**Your assignment**
Print exactly the lines below between the line holding "self.classifier = classifier;" and the line holding "self.progress = progress;", inclusive, and nothing more.

________________________

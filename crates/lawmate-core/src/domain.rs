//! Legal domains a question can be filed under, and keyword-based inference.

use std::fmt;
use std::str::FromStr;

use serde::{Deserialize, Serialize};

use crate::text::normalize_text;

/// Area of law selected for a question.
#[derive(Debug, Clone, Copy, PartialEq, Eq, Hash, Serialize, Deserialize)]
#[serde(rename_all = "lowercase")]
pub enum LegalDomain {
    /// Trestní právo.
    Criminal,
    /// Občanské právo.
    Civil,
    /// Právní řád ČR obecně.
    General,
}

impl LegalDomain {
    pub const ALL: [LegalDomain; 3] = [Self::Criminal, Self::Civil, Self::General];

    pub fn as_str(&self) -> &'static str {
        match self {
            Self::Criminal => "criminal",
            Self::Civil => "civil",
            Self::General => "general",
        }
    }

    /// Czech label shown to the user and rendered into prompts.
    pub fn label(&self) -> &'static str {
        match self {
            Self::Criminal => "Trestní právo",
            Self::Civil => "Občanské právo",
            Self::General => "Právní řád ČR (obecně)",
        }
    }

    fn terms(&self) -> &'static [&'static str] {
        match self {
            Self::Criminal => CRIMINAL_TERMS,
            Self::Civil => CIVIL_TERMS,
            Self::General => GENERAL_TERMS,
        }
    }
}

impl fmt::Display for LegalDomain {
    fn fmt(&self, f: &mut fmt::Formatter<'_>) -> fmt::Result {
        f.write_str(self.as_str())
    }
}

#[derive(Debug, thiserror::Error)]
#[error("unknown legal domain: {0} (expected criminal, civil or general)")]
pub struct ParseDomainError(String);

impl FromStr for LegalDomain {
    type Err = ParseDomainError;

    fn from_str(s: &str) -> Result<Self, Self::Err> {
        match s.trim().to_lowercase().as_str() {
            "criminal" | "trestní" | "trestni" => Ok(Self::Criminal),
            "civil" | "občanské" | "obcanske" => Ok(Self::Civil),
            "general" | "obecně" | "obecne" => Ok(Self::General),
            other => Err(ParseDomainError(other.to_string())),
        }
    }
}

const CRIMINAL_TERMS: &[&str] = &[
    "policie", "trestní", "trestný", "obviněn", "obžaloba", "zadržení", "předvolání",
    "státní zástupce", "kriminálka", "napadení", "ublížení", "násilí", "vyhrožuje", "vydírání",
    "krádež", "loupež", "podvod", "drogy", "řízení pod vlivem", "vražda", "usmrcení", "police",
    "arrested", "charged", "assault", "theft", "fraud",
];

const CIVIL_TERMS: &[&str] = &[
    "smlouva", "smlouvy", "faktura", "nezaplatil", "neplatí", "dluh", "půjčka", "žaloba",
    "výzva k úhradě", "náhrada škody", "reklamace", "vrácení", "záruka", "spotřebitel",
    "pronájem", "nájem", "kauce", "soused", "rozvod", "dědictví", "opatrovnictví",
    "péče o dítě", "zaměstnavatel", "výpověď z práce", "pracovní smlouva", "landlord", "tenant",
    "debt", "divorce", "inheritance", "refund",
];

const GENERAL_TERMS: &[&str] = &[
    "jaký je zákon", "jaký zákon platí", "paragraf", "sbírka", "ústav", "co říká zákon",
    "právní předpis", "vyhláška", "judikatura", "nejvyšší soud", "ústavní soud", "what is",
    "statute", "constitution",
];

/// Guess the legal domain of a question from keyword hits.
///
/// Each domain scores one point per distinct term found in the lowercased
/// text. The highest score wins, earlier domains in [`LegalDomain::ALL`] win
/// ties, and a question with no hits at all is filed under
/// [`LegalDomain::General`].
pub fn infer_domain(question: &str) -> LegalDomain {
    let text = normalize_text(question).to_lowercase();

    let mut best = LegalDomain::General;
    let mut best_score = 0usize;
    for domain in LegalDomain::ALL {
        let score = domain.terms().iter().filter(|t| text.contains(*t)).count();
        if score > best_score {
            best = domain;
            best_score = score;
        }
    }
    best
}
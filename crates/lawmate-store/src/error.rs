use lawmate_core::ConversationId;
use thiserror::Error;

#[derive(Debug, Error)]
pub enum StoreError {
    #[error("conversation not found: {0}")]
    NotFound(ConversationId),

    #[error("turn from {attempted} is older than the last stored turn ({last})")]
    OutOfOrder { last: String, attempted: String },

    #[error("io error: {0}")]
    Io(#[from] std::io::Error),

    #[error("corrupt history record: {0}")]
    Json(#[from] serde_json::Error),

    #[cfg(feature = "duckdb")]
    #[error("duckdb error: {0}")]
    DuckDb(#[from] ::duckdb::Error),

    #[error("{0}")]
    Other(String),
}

________________________

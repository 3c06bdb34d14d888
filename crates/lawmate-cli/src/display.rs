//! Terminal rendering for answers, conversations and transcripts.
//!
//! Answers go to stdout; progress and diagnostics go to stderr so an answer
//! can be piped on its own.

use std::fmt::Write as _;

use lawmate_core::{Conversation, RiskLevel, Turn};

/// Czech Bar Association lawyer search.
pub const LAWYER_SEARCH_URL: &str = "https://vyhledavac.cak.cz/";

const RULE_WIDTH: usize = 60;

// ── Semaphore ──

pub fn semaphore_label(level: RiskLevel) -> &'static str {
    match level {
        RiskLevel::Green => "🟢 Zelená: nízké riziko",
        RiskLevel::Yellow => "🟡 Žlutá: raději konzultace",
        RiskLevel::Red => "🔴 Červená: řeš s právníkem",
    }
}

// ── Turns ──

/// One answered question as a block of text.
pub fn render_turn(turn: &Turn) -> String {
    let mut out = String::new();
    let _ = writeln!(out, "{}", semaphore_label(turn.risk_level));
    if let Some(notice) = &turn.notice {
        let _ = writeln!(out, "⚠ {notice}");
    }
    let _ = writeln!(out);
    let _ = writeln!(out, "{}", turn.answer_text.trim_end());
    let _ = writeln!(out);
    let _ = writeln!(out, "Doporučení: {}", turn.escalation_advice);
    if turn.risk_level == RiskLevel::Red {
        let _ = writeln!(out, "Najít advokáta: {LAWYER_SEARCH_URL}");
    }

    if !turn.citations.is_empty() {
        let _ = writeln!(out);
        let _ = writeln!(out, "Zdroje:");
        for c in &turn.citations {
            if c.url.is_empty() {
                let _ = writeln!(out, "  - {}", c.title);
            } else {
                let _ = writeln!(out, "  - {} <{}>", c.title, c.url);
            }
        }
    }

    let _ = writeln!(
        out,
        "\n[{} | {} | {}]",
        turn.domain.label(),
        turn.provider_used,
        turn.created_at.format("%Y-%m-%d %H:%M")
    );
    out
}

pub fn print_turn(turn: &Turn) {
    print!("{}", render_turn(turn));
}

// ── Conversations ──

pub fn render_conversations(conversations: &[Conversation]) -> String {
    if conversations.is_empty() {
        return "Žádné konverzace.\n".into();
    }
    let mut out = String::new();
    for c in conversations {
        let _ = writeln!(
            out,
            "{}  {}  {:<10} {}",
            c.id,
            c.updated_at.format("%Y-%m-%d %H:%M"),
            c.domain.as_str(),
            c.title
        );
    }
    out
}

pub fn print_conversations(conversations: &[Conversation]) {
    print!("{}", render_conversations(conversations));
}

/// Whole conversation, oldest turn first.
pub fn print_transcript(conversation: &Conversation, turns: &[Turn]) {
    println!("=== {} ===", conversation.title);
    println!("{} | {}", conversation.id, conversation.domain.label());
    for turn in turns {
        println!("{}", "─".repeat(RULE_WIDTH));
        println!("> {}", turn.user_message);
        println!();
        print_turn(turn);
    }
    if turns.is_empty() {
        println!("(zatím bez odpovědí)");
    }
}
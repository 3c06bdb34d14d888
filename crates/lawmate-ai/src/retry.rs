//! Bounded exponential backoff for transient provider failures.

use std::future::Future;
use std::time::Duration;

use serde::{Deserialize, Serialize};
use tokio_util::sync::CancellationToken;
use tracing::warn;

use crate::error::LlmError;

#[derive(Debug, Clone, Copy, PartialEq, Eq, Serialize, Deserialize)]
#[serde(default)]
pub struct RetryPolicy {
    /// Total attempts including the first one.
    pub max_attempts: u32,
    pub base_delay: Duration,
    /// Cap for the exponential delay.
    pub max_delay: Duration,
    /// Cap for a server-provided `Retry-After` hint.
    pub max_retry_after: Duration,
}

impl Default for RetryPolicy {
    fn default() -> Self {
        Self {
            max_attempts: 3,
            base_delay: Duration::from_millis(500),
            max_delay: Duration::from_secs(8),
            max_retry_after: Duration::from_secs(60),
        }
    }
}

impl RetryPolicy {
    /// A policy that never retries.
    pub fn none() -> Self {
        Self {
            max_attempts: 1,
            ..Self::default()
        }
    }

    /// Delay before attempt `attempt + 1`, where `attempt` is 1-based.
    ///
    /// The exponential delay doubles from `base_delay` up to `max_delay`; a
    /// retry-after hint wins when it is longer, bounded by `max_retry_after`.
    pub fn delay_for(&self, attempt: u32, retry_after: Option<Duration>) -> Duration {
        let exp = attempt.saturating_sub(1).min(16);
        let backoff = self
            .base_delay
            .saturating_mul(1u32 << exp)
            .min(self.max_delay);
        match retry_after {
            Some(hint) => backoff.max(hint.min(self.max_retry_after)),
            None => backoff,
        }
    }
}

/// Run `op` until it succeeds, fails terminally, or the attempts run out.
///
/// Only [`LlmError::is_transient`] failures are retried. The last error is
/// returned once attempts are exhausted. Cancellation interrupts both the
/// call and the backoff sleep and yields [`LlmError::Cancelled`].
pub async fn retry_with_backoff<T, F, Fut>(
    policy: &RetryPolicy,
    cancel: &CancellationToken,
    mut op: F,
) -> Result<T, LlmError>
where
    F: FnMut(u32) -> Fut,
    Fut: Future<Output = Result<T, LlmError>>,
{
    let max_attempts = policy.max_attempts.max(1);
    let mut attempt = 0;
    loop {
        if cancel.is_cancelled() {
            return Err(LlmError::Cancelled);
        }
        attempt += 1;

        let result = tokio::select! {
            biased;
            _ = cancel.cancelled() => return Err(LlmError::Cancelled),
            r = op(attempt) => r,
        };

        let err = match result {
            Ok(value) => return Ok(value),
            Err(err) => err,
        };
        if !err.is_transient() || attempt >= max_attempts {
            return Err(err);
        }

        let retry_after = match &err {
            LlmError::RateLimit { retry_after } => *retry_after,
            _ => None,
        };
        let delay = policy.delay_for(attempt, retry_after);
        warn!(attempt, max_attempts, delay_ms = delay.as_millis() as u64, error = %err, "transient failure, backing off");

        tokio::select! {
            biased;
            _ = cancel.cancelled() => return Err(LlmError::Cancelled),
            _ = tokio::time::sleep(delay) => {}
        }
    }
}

________________________

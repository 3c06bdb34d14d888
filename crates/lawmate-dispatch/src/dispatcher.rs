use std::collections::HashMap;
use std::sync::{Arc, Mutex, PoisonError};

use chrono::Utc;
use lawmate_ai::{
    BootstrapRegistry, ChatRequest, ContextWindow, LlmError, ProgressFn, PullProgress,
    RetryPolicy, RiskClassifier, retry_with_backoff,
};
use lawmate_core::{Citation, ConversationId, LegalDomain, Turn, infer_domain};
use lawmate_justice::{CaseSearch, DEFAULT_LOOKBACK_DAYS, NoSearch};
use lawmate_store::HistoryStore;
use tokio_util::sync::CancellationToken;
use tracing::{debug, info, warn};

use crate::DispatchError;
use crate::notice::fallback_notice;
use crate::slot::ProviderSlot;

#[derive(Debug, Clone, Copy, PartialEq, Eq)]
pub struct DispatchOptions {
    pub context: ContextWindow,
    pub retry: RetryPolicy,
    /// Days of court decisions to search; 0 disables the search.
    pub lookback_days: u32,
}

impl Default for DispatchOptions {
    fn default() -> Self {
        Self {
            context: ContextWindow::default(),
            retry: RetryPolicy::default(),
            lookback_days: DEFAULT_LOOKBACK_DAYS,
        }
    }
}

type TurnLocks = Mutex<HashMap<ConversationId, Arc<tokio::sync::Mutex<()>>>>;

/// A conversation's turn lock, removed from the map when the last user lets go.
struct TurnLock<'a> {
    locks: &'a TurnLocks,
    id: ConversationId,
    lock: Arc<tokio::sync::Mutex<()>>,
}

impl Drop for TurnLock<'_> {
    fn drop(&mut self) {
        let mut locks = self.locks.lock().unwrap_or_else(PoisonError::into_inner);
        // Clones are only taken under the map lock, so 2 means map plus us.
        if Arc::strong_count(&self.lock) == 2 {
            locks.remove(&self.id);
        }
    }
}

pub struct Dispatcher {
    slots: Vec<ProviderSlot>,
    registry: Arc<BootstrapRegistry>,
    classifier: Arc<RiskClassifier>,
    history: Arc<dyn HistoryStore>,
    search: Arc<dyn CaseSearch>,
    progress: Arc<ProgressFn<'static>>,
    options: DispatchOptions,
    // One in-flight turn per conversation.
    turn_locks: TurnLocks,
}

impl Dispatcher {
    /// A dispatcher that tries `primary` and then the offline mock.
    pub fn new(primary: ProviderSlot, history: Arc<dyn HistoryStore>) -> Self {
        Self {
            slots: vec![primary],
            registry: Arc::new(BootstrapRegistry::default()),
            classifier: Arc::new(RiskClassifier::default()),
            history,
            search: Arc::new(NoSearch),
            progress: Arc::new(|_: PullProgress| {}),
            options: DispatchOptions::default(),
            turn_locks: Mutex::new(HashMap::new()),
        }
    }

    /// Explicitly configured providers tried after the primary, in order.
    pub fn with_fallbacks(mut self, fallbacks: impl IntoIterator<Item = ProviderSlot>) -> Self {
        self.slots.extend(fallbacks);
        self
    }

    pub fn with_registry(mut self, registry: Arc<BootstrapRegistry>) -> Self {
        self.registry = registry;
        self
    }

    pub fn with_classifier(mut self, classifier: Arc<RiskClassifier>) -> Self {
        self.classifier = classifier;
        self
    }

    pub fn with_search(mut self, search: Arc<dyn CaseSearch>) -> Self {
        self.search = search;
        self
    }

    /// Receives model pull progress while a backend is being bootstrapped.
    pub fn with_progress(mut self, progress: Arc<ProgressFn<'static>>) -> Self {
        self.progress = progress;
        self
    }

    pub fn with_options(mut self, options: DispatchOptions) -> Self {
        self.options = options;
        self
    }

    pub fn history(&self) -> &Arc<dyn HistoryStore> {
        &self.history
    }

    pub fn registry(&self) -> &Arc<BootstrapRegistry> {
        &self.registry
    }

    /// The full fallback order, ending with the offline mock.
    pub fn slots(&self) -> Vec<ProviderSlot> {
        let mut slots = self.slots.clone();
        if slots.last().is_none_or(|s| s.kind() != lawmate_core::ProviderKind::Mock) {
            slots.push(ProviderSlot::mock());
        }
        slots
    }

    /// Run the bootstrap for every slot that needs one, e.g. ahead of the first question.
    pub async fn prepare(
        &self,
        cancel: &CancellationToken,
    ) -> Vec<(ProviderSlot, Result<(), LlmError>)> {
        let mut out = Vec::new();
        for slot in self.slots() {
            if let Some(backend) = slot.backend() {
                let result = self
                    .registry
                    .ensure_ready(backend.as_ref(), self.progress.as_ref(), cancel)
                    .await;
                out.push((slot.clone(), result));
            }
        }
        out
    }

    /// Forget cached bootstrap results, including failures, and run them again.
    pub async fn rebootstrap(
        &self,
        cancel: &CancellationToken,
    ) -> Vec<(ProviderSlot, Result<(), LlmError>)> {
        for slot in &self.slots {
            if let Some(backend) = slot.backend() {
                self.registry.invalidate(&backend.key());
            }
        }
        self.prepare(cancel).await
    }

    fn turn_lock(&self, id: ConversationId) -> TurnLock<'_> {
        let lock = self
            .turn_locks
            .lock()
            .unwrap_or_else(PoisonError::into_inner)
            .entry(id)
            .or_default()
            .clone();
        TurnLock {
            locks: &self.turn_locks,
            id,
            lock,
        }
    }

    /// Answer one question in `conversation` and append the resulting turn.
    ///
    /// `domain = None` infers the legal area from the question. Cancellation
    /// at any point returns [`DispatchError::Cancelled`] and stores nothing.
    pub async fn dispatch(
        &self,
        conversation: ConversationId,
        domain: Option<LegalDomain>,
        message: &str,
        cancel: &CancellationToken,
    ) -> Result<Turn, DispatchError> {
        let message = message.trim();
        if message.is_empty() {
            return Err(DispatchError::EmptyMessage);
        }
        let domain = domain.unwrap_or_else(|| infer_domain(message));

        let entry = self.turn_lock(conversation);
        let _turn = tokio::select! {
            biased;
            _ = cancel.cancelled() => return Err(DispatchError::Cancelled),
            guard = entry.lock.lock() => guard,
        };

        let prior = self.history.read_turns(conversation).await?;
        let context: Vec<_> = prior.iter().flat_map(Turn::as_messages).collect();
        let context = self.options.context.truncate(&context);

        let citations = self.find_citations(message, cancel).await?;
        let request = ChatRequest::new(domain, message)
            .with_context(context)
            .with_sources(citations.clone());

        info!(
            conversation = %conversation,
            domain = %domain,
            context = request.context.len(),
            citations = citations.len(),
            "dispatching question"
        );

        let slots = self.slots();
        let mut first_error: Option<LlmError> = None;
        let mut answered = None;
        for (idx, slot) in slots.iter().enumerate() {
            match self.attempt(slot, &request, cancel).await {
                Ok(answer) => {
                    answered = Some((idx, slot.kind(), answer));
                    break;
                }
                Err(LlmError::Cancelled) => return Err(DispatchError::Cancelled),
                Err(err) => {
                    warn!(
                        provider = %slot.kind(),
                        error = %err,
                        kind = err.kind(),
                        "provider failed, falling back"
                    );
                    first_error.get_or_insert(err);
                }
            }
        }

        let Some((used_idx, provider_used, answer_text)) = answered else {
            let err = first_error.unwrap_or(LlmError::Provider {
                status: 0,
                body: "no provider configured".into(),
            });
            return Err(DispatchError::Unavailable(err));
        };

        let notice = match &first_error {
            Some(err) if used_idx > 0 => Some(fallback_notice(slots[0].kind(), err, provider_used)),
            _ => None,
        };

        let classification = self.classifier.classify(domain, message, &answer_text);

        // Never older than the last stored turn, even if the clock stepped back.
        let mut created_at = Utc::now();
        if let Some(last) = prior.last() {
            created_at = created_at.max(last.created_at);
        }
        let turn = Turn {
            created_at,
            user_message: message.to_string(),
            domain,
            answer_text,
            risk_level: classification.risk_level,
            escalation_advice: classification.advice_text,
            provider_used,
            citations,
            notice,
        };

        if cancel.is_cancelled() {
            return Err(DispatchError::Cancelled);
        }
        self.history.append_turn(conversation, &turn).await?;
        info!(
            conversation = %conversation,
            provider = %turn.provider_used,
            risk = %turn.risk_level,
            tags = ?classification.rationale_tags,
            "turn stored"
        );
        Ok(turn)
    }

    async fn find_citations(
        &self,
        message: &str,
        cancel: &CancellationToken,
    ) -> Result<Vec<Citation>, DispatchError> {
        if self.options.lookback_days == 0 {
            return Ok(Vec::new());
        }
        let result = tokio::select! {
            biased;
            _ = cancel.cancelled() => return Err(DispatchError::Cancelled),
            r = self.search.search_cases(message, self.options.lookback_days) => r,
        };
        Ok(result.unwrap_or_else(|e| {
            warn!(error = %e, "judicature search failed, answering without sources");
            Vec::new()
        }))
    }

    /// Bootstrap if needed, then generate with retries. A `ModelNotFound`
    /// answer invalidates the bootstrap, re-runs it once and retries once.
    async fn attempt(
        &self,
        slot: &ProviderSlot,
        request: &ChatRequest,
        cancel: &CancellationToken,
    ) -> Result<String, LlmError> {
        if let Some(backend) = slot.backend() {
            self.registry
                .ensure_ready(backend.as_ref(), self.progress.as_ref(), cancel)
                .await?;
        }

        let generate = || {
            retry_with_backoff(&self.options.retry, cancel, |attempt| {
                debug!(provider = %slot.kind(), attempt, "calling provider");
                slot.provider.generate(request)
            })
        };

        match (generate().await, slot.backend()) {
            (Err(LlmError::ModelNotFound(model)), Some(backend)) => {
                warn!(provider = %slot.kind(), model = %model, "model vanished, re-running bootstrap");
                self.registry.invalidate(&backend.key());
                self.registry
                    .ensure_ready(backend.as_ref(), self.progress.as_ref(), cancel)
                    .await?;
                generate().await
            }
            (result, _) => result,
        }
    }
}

________________________

**Exercise solution**
        self.classifier = classifier;
        self
    }

    pub fn with_search(mut self, search: Arc<dyn CaseSearch>) -> Self {
        self.search = search;
        self
    }

    /// Receives model pull progress while a backend is being bootstrapped.
    pub fn with_progress(mut self, progress: Arc<ProgressFn<'static>>) -> Self {
        self.progress = progress;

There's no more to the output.